Hechter v. Chemical Bank, 47 N.Y.2d 428 (1979)
The payee of a negotiable instrument possesses a cause of action in contract against a collecting bank that has collected the instrument over the payee’s forged endorsement, and this action is governed by the six-year statute of limitations applicable to contract actions, even after the adoption of the Uniform Commercial Code.
Summary
Rochelle Hechter sued Chemical Bank, alleging it wrongfully collected checks with her forged endorsement. Her attorney had deposited checks intended for her into his personal account at Chemical Bank after forging her signature. Hechter sued Chemical Bank more than five years after the deposit. The Court of Appeals addressed whether the action was time-barred. It held that because Hechter brought the action in contract, she was entitled to a six-year statute of limitations. The Court reasoned that the UCC did not eliminate the common-law right of a plaintiff to choose a contract remedy over a tort remedy in cases of forged endorsements.
Facts
Rochelle Hechter was the payee on three checks totaling over $135,000 in life insurance proceeds. Her attorney, Emanuel Pavsner, was authorized to deposit the checks into a bank account in her name. Instead, Pavsner forged Hechter’s endorsement on the checks and deposited them into his personal account at Chemical Bank. Chemical Bank collected the checks from the drawee banks. Pavsner then withdrew the funds and misappropriated the portion belonging to Hechter. A prior action against Pavsner resulted in an unsatisfied default judgment.
Procedural History
Hechter sued Chemical Bank for wrongfully collecting the checks over forged endorsements. Chemical Bank moved for summary judgment, arguing the action was time-barred. Special Term denied the motion. The Appellate Division affirmed. The Court of Appeals granted leave to appeal and certified the question of whether the order affirming the denial of summary judgment was properly made.
Issue(s)
Whether Section 3-419(1)(c) of the Uniform Commercial Code abolished the pre-code contract action against a collecting bank for collecting an instrument over a forged endorsement, restricting the payee’s remedy to a suit in conversion with its attendant three-year limitation period?
Holding
No, because nothing in the express language of section 3-419 of the Uniform Commercial Code can be read to sweep aside the historic principle that a litigant may abandon his tort cause of action in favor of one grounded in contract.
Court’s Reasoning
Before the UCC, New York law recognized a payee’s cause of action against a bank collecting an instrument over a forged endorsement, which could be styled in either conversion or contract. The court noted, “That this contract action had as its theoretical basis the well-known common-law action for money had and received”. Choosing the contract action entitled the payee to a six-year statute of limitations. The court stated that the UCC did not eliminate the common-law right to elect a contract remedy over a tort remedy. Section 1-103 of the UCC states that “[u]nless displaced by the particular provisions of this Act, the principles of law and equity * * * shall supplement its provisions”. The court reasoned that only an express code provision limiting a plaintiff’s remedy to a conversion suit would destroy the action ex contractu.
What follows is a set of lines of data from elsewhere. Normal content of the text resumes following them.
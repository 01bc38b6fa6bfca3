//! Field exclusion for full-resource writes.
//!
//! The Mixin API has no partial-update verb: every `PUT` replaces the whole
//! record. To change only some fields, a caller names the field categories it
//! does not want touched, and the corresponding keys are removed from the
//! serialized payload just before it is sent.
//!
//! # Example
//!
//! ```rust
//! use mixin_api::rest::{FieldCategory, FieldMask};
//! use serde_json::json;
//!
//! let mask: FieldMask = [FieldCategory::ProductPrice].into_iter().collect();
//!
//! let mut body = json!({"name": "Shirt", "price": 100, "compare_at_price": 120, "stock": 4});
//! mask.apply(&mut body);
//!
//! assert_eq!(body, json!({"name": "Shirt", "stock": 4}));
//! ```

use std::collections::BTreeSet;
use std::fmt;
use std::str::FromStr;

use serde_json::Value;

use crate::rest::ArgumentError;

/// A named cluster of outbound JSON keys that are suppressed together.
#[derive(Debug, Clone, Copy, PartialEq, Eq, PartialOrd, Ord, Hash)]
pub enum FieldCategory {
    /// Regular and compare-at price.
    ProductPrice,
    /// The discounted price only.
    ProductDiscount,
    /// Localized and English name.
    ProductName,
    /// Product identifier and parent link.
    Sku,
    /// Stock level and stock type.
    Stock,
    /// Variant attribute values.
    ProductAttributes,
    /// Description and analysis text.
    ProductDescription,
    /// Main and additional categories of a product.
    CategoryOfProduct,
    /// Draft flag and availability.
    DraftStatus,
    /// Category name.
    CategoryName,
}

impl FieldCategory {
    /// Every category, in declaration order.
    pub const ALL: [Self; 10] = [
        Self::ProductPrice,
        Self::ProductDiscount,
        Self::ProductName,
        Self::Sku,
        Self::Stock,
        Self::ProductAttributes,
        Self::ProductDescription,
        Self::CategoryOfProduct,
        Self::DraftStatus,
        Self::CategoryName,
    ];

    /// Returns the literal payload keys this category controls.
    #[must_use]
    pub const fn keys(self) -> &'static [&'static str] {
        match self {
            Self::ProductPrice => &["price", "compare_at_price"],
            Self::ProductDiscount => &["price"],
            Self::ProductName => &["name", "english_name"],
            Self::Sku => &["product_identifier", "parent"],
            Self::Stock => &["stock", "stock_type"],
            Self::ProductAttributes => &["attributes"],
            Self::ProductDescription => &["description", "analysis"],
            Self::CategoryOfProduct => &["main_category", "other_categories"],
            Self::DraftStatus => &["draft", "available"],
            Self::CategoryName => &["name"],
        }
    }

    /// Returns the snake case name of the category.
    #[must_use]
    pub const fn as_str(self) -> &'static str {
        match self {
            Self::ProductPrice => "product_price",
            Self::ProductDiscount => "product_discount",
            Self::ProductName => "product_name",
            Self::Sku => "sku",
            Self::Stock => "stock",
            Self::ProductAttributes => "product_attributes",
            Self::ProductDescription => "product_description",
            Self::CategoryOfProduct => "category_of_product",
            Self::DraftStatus => "draft_status",
            Self::CategoryName => "category_name",
        }
    }
}

impl fmt::Display for FieldCategory {
    fn fmt(&self, f: &mut fmt::Formatter<'_>) -> fmt::Result {
        f.write_str(self.as_str())
    }
}

impl FromStr for FieldCategory {
    type Err = ArgumentError;

    fn from_str(s: &str) -> Result<Self, Self::Err> {
        Self::ALL
            .into_iter()
            .find(|category| category.as_str() == s)
            .ok_or_else(|| ArgumentError::UnsupportedField {
                field: s.to_string(),
            })
    }
}

/// A set of field categories to strip from an outbound payload.
#[derive(Debug, Clone, Default, PartialEq, Eq)]
pub struct FieldMask {
    categories: BTreeSet<FieldCategory>,
}

impl FieldMask {
    /// Creates an empty mask, which leaves payloads untouched.
    #[must_use]
    pub fn new() -> Self {
        Self::default()
    }

    /// Parses category names into a mask.
    ///
    /// # Errors
    ///
    /// Returns [`ArgumentError::UnsupportedField`] for the first unknown name.
    pub fn parse<S: AsRef<str>>(names: &[S]) -> Result<Self, ArgumentError> {
        names.iter().map(|name| name.as_ref().parse()).collect()
    }

    /// Adds a category. Returns `true` if it was not already present.
    pub fn insert(&mut self, category: FieldCategory) -> bool {
        self.categories.insert(category)
    }

    /// Removes a category. Returns `true` if it was present.
    pub fn remove(&mut self, category: FieldCategory) -> bool {
        self.categories.remove(&category)
    }

    /// Returns `true` if the mask contains the category.
    #[must_use]
    pub fn contains(&self, category: FieldCategory) -> bool {
        self.categories.contains(&category)
    }

    /// Returns `true` if the mask has no categories.
    #[must_use]
    pub fn is_empty(&self) -> bool {
        self.categories.is_empty()
    }

    /// Iterates over the categories in the mask.
    pub fn iter(&self) -> impl Iterator<Item = FieldCategory> + '_ {
        self.categories.iter().copied()
    }

    /// Returns the union of the keys named by every category in the mask.
    #[must_use]
    pub fn keys(&self) -> BTreeSet<&'static str> {
        self.iter().flat_map(FieldCategory::keys).copied().collect()
    }

    /// Removes every masked key from a JSON object.
    ///
    /// Absent keys are ignored, the order of the remaining keys is kept, and
    /// values that are not objects are left alone.
    pub fn apply(&self, payload: &mut Value) {
        if self.is_empty() {
            return;
        }
        if let Value::Object(map) = payload {
            let keys = self.keys();
            map.retain(|key, _| !keys.contains(key.as_str()));
        }
    }
}

impl FromIterator<FieldCategory> for FieldMask {
    fn from_iter<I: IntoIterator<Item = FieldCategory>>(iter: I) -> Self {
        Self {
            categories: iter.into_iter().collect(),
        }
    }
}

impl Extend<FieldCategory> for FieldMask {
    fn extend<I: IntoIterator<Item = FieldCategory>>(&mut self, iter: I) {
        self.categories.extend(iter);
    }
}

#[cfg(test)]
mod tests {
    use super::*;
    use serde_json::json;

    fn product_payload() -> Value {
        json!({
            "name": "Shirt",
            "english_name": "Shirt",
            "main_category": 3,
            "price": 100,
            "compare_at_price": 120,
            "stock_type": "limited",
            "stock": 4.0,
            "available": true,
            "draft": false,
            "description": null
        })
    }

    #[test]
    fn test_every_category_maps_to_at_least_one_key() {
        for category in FieldCategory::ALL {
            assert!(!category.keys().is_empty(), "{category} has no keys");
        }
    }

    #[test]
    fn test_category_names_parse_back() {
        for category in FieldCategory::ALL {
            assert_eq!(category.as_str().parse::<FieldCategory>(), Ok(category));
        }
    }

    #[test]
    fn test_unknown_category_fails_fast() {
        assert_eq!(
            "colour".parse::<FieldCategory>(),
            Err(ArgumentError::UnsupportedField {
                field: "colour".to_string()
            })
        );
        assert!(FieldMask::parse(&["stock", "weight"]).is_err());
        assert!(FieldMask::parse(&["stock", "product_name"]).is_ok());
    }

    #[test]
    fn test_apply_removes_only_masked_keys_and_keeps_order() {
        let mask: FieldMask = [FieldCategory::Stock, FieldCategory::DraftStatus]
            .into_iter()
            .collect();
        let mut payload = product_payload();
        mask.apply(&mut payload);

        let keys: Vec<&str> = payload
            .as_object()
            .unwrap()
            .keys()
            .map(String::as_str)
            .collect();
        assert_eq!(
            keys,
            [
                "name",
                "english_name",
                "main_category",
                "price",
                "compare_at_price",
                "description"
            ]
        );
    }

    #[test]
    fn test_apply_ignores_absent_keys() {
        let mask: FieldMask = [FieldCategory::Sku, FieldCategory::ProductDescription]
            .into_iter()
            .collect();
        let mut payload = json!({"name": "Shoes"});
        mask.apply(&mut payload);
        assert_eq!(payload, json!({"name": "Shoes"}));
    }

    #[test]
    fn test_apply_is_idempotent() {
        let mask: FieldMask = [FieldCategory::ProductPrice, FieldCategory::ProductName]
            .into_iter()
            .collect();
        let mut once = product_payload();
        mask.apply(&mut once);
        let mut twice = once.clone();
        mask.apply(&mut twice);
        assert_eq!(once, twice);
    }

    #[test]
    fn test_empty_mask_is_a_no_op() {
        let mut payload = product_payload();
        FieldMask::new().apply(&mut payload);
        assert_eq!(payload, product_payload());
    }

    #[test]
    fn test_apply_leaves_non_objects_alone() {
        let mask: FieldMask = [FieldCategory::ProductPrice].into_iter().collect();
        let mut payload = json!(["price"]);
        mask.apply(&mut payload);
        assert_eq!(payload, json!(["price"]));
    }

    #[test]
    fn test_insert_and_remove_report_membership_changes() {
        let mut mask = FieldMask::new();
        assert!(mask.insert(FieldCategory::ProductDiscount));
        assert!(!mask.insert(FieldCategory::ProductDiscount));
        assert!(mask.contains(FieldCategory::ProductDiscount));
        assert!(mask.remove(FieldCategory::ProductDiscount));
        assert!(!mask.remove(FieldCategory::ProductDiscount));
        assert!(mask.is_empty());
    }

    #[test]
    fn test_overlapping_categories_union_their_keys() {
        let mask: FieldMask = [FieldCategory::ProductName, FieldCategory::CategoryName]
            .into_iter()
            .collect();
        let keys: Vec<_> = mask.keys().into_iter().collect();
        assert_eq!(keys, ["english_name", "name"]);
    }
}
Further, subdivision (3) of section 3-419, stating that a bank “is not liable in conversion or otherwise” suggests that all pre-code actions regardless of form were to continue. The court emphasized that a clear and specific legislative intent is required to override the common law, and no such intent to abolish the pre-code contract action was found. Therefore, a cause of action styled in contract, commenced within six years of accrual, is not time-barred.